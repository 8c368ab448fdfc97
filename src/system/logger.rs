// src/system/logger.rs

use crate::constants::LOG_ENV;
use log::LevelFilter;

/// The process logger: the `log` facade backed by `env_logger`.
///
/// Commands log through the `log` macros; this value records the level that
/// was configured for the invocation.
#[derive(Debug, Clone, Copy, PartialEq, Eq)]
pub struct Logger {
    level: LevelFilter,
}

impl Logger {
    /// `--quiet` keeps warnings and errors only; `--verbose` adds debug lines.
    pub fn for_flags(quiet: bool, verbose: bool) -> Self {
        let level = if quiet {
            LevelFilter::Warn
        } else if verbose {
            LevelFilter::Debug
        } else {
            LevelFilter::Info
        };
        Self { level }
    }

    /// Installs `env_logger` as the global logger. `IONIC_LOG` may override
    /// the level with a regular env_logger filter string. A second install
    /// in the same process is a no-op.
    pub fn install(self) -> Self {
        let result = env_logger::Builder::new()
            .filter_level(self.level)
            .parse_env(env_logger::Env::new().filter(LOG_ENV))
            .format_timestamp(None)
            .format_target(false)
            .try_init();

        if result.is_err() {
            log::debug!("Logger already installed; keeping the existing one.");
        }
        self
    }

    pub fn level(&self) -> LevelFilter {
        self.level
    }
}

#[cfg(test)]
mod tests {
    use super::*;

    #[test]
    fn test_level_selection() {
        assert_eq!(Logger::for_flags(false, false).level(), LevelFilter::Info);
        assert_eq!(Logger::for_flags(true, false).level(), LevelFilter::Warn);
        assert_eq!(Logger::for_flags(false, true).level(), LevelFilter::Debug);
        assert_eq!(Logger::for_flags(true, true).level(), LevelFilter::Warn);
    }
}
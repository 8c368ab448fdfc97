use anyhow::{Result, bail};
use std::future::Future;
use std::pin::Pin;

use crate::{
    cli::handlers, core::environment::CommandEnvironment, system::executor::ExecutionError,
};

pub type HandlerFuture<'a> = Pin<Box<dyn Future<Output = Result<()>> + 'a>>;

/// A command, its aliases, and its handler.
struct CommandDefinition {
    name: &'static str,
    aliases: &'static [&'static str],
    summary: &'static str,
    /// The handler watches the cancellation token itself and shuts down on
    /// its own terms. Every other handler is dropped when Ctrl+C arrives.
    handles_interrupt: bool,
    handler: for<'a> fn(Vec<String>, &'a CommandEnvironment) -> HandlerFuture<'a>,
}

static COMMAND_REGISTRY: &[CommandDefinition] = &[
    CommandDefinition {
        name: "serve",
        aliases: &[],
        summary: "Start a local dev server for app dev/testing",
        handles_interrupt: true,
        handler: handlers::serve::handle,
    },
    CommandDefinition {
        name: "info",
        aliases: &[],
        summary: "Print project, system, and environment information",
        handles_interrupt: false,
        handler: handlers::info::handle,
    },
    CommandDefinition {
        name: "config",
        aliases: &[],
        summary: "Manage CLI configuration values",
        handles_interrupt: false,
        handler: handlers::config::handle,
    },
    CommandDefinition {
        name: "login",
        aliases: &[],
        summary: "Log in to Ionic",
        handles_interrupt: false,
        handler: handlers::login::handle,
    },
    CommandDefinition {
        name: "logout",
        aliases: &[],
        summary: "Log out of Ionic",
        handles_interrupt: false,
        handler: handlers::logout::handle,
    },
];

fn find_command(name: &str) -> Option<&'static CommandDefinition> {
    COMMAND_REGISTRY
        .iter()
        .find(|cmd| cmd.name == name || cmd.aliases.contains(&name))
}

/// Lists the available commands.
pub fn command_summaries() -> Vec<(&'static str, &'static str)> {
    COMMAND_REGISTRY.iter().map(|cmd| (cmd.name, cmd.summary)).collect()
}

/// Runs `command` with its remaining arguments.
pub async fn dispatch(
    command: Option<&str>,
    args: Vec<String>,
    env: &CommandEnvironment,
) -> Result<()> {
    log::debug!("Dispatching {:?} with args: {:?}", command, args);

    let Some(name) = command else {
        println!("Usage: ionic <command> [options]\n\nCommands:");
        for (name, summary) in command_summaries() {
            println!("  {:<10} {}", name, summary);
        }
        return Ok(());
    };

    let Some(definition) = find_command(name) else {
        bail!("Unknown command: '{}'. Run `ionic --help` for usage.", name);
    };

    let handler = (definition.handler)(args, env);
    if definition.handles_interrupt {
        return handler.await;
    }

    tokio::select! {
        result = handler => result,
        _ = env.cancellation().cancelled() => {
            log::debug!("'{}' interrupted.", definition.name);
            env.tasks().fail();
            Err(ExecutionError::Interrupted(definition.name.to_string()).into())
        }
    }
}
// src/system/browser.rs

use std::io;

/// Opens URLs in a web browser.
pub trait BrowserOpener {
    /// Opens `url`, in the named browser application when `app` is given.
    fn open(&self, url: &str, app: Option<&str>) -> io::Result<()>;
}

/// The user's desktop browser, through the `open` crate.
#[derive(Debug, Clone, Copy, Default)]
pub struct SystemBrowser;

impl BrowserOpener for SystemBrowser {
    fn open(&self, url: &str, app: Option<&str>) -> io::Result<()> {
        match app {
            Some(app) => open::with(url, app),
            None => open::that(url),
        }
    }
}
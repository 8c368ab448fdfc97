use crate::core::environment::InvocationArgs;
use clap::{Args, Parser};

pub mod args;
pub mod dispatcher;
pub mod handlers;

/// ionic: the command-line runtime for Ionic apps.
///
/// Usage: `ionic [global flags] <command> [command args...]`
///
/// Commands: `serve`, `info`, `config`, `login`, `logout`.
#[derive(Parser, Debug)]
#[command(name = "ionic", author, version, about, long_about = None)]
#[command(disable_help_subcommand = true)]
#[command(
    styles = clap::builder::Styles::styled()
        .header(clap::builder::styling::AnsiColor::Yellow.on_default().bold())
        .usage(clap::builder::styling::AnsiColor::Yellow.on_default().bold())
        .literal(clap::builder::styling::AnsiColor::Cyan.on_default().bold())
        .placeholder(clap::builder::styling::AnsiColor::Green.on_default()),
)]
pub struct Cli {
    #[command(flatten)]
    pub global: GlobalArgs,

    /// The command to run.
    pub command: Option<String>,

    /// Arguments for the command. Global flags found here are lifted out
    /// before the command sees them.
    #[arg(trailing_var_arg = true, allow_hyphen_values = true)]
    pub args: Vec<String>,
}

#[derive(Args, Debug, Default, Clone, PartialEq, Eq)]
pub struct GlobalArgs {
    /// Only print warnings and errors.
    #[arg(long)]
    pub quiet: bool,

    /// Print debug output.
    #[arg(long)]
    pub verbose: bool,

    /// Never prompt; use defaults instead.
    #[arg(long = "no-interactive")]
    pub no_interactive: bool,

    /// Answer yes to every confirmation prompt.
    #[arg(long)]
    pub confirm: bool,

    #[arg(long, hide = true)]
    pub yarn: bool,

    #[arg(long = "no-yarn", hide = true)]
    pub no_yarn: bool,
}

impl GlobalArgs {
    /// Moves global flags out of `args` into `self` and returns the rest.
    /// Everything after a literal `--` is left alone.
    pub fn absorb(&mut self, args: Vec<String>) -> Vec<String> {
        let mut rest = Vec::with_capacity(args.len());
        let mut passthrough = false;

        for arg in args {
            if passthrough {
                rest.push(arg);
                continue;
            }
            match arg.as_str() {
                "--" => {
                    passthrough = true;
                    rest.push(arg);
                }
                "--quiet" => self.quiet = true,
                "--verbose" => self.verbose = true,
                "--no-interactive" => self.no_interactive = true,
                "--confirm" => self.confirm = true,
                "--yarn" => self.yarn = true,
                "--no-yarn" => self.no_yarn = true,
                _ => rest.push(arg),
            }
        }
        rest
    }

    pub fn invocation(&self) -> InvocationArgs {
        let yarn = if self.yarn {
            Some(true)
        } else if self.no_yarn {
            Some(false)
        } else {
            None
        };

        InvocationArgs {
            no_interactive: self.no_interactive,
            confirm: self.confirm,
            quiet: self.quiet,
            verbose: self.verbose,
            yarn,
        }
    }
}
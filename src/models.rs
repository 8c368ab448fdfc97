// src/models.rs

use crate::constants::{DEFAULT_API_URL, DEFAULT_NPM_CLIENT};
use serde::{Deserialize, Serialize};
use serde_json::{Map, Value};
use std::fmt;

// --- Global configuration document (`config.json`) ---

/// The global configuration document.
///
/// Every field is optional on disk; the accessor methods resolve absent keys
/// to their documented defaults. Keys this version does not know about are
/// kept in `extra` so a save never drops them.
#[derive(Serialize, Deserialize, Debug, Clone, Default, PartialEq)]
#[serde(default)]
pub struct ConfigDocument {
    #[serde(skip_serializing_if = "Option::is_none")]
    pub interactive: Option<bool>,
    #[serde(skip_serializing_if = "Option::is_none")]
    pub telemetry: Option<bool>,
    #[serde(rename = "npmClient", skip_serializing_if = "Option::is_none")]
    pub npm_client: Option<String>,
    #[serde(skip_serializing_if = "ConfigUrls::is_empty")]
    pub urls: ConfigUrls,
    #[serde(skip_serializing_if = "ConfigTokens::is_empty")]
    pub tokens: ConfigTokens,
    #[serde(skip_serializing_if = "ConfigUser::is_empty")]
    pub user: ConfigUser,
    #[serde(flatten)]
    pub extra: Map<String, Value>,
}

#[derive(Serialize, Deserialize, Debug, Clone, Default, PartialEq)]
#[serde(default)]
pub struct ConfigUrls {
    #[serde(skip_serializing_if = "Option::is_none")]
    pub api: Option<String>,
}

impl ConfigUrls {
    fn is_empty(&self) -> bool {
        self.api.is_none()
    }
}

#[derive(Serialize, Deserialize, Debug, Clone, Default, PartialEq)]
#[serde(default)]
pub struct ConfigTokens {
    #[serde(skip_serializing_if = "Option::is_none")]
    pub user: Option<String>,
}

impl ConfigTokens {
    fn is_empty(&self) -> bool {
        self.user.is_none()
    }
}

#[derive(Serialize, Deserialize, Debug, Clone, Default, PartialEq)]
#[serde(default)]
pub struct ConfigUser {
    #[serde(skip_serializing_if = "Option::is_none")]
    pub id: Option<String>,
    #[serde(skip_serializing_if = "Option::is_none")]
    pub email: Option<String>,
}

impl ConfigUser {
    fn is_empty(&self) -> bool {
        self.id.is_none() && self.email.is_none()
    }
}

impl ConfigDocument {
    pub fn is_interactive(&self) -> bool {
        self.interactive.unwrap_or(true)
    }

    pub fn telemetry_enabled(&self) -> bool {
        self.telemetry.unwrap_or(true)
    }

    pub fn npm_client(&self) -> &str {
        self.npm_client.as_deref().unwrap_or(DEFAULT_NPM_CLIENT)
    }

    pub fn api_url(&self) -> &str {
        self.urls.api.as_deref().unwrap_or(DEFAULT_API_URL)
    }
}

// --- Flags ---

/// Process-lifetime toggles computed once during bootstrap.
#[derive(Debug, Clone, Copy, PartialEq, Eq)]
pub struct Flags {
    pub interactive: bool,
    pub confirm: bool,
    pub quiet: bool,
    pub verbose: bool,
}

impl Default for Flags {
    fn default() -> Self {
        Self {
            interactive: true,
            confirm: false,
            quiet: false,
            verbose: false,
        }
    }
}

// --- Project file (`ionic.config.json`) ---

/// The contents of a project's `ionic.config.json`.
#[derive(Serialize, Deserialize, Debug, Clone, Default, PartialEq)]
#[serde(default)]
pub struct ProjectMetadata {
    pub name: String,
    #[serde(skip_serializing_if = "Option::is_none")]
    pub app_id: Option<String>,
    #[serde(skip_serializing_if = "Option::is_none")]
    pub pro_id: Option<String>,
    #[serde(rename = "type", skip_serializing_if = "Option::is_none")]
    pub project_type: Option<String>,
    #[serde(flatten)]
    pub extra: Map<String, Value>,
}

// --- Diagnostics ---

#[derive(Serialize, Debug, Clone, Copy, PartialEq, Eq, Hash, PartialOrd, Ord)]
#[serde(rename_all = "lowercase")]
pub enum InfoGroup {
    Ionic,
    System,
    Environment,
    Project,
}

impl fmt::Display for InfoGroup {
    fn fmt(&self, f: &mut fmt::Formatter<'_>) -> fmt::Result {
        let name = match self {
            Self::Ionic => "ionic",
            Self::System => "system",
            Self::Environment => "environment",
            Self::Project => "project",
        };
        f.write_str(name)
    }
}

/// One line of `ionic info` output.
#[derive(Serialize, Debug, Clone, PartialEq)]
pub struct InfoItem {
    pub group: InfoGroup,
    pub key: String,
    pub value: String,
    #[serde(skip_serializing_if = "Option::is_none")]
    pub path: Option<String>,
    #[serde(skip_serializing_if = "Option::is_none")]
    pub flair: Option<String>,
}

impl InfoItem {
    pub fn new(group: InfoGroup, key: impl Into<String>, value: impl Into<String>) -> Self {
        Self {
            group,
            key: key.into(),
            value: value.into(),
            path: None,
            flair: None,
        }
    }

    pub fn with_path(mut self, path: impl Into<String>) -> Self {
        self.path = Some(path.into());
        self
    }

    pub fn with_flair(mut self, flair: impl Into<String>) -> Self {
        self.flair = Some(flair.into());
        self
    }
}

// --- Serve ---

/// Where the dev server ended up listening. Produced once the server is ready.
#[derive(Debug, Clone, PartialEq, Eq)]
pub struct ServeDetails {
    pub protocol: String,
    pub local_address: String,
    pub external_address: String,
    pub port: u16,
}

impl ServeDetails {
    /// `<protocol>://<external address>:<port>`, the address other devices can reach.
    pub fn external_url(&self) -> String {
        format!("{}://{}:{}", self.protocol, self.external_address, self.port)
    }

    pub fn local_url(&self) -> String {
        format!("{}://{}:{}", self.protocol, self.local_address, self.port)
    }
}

==

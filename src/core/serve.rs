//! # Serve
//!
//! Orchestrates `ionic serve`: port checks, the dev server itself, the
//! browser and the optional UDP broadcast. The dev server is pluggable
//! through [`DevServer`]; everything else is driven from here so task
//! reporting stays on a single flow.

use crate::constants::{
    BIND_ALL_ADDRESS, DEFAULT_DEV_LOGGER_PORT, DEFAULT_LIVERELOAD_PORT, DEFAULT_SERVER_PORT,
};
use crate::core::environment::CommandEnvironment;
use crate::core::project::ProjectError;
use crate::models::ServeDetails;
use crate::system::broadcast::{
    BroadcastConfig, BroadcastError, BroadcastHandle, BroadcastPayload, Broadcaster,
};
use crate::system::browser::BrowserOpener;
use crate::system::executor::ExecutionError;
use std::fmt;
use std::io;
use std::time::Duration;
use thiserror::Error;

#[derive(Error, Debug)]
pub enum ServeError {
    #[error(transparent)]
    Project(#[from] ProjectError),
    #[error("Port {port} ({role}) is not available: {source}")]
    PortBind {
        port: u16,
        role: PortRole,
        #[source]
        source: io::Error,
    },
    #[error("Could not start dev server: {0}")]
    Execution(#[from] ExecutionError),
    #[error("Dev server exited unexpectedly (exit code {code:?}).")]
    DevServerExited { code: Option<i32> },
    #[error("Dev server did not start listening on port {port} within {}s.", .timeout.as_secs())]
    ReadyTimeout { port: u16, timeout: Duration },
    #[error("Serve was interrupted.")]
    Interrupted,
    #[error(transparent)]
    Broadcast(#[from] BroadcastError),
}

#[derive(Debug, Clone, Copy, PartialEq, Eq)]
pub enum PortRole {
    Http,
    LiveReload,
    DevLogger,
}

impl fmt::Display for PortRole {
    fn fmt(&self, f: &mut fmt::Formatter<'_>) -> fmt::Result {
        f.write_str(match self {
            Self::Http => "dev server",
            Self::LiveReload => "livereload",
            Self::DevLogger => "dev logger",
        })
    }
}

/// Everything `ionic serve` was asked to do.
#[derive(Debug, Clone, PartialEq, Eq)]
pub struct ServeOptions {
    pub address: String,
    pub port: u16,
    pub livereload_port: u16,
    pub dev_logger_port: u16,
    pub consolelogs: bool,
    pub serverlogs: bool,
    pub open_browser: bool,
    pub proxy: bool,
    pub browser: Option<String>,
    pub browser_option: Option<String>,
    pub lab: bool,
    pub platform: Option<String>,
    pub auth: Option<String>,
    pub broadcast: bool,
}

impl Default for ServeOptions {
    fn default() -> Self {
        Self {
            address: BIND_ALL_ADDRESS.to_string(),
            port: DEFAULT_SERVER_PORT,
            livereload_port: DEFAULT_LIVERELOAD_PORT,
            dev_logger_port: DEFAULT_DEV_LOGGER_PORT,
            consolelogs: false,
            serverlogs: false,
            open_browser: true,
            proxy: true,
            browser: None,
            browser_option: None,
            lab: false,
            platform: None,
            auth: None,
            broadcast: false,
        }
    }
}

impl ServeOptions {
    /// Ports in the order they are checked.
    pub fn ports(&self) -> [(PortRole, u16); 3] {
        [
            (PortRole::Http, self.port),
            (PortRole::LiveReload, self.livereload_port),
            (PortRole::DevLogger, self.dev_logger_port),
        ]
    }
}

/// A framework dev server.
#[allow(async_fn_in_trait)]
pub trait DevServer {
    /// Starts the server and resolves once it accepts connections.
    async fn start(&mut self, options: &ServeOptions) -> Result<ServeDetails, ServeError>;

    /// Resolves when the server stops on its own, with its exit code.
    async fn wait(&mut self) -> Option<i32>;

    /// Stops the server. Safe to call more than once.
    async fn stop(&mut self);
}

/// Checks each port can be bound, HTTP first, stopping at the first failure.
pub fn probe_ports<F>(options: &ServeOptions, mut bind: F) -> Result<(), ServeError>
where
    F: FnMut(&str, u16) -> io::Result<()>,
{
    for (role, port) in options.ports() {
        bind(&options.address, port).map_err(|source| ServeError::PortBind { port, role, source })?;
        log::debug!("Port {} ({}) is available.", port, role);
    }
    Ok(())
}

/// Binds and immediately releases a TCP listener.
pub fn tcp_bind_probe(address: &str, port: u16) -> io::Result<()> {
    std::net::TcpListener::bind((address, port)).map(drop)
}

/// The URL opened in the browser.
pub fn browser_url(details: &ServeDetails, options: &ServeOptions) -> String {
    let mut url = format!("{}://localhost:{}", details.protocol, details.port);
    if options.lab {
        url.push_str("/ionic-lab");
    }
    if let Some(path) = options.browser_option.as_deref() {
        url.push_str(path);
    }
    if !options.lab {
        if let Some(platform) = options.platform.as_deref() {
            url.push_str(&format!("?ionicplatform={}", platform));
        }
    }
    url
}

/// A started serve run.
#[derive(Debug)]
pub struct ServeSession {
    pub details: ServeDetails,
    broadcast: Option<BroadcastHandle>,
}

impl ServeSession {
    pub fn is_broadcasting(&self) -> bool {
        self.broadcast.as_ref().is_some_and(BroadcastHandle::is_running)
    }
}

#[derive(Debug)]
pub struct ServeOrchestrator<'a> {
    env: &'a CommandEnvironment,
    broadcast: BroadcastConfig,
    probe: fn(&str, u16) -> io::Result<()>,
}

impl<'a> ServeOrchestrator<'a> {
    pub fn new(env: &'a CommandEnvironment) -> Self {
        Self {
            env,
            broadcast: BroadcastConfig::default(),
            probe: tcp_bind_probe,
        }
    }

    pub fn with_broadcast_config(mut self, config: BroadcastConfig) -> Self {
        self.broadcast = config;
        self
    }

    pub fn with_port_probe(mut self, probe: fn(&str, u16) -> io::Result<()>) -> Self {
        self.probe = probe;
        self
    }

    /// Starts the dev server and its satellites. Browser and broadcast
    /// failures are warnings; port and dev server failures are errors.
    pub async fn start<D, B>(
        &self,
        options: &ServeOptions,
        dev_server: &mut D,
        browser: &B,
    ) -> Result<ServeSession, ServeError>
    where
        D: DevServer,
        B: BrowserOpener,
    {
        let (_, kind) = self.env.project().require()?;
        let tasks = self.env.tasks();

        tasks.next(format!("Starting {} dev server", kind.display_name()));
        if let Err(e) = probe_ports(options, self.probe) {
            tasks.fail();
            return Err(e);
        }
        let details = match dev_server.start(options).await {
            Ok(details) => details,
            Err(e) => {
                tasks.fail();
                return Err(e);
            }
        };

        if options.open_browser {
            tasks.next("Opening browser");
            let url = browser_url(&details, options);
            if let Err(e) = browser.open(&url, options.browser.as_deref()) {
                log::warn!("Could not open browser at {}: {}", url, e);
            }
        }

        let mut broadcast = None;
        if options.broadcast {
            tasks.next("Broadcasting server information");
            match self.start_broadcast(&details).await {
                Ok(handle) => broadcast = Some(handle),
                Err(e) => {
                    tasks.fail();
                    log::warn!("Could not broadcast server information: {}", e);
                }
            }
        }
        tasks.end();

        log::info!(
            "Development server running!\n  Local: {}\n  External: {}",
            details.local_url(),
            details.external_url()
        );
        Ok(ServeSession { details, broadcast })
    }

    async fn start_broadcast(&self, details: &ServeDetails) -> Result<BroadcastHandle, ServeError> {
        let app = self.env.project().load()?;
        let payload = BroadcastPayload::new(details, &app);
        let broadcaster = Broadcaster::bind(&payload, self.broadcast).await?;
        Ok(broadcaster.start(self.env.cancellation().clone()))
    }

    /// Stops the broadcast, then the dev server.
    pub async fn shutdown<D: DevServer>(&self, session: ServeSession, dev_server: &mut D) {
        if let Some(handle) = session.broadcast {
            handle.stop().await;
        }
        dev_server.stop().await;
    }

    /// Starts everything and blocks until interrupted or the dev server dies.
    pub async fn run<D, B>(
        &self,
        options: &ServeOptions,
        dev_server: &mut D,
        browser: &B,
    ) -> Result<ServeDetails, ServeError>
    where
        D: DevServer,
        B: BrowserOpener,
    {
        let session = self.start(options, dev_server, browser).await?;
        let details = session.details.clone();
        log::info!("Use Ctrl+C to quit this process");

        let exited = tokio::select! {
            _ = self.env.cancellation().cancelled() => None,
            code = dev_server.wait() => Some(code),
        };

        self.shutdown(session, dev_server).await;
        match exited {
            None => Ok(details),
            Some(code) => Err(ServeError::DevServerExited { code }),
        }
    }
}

== About this task ==
Report every line of the material above in which "shutdown" appears.

== Response area ==
    pub async fn shutdown<D: DevServer>(&self, session: ServeSession, dev_server: &mut D) {
        self.shutdown(session, dev_server).await;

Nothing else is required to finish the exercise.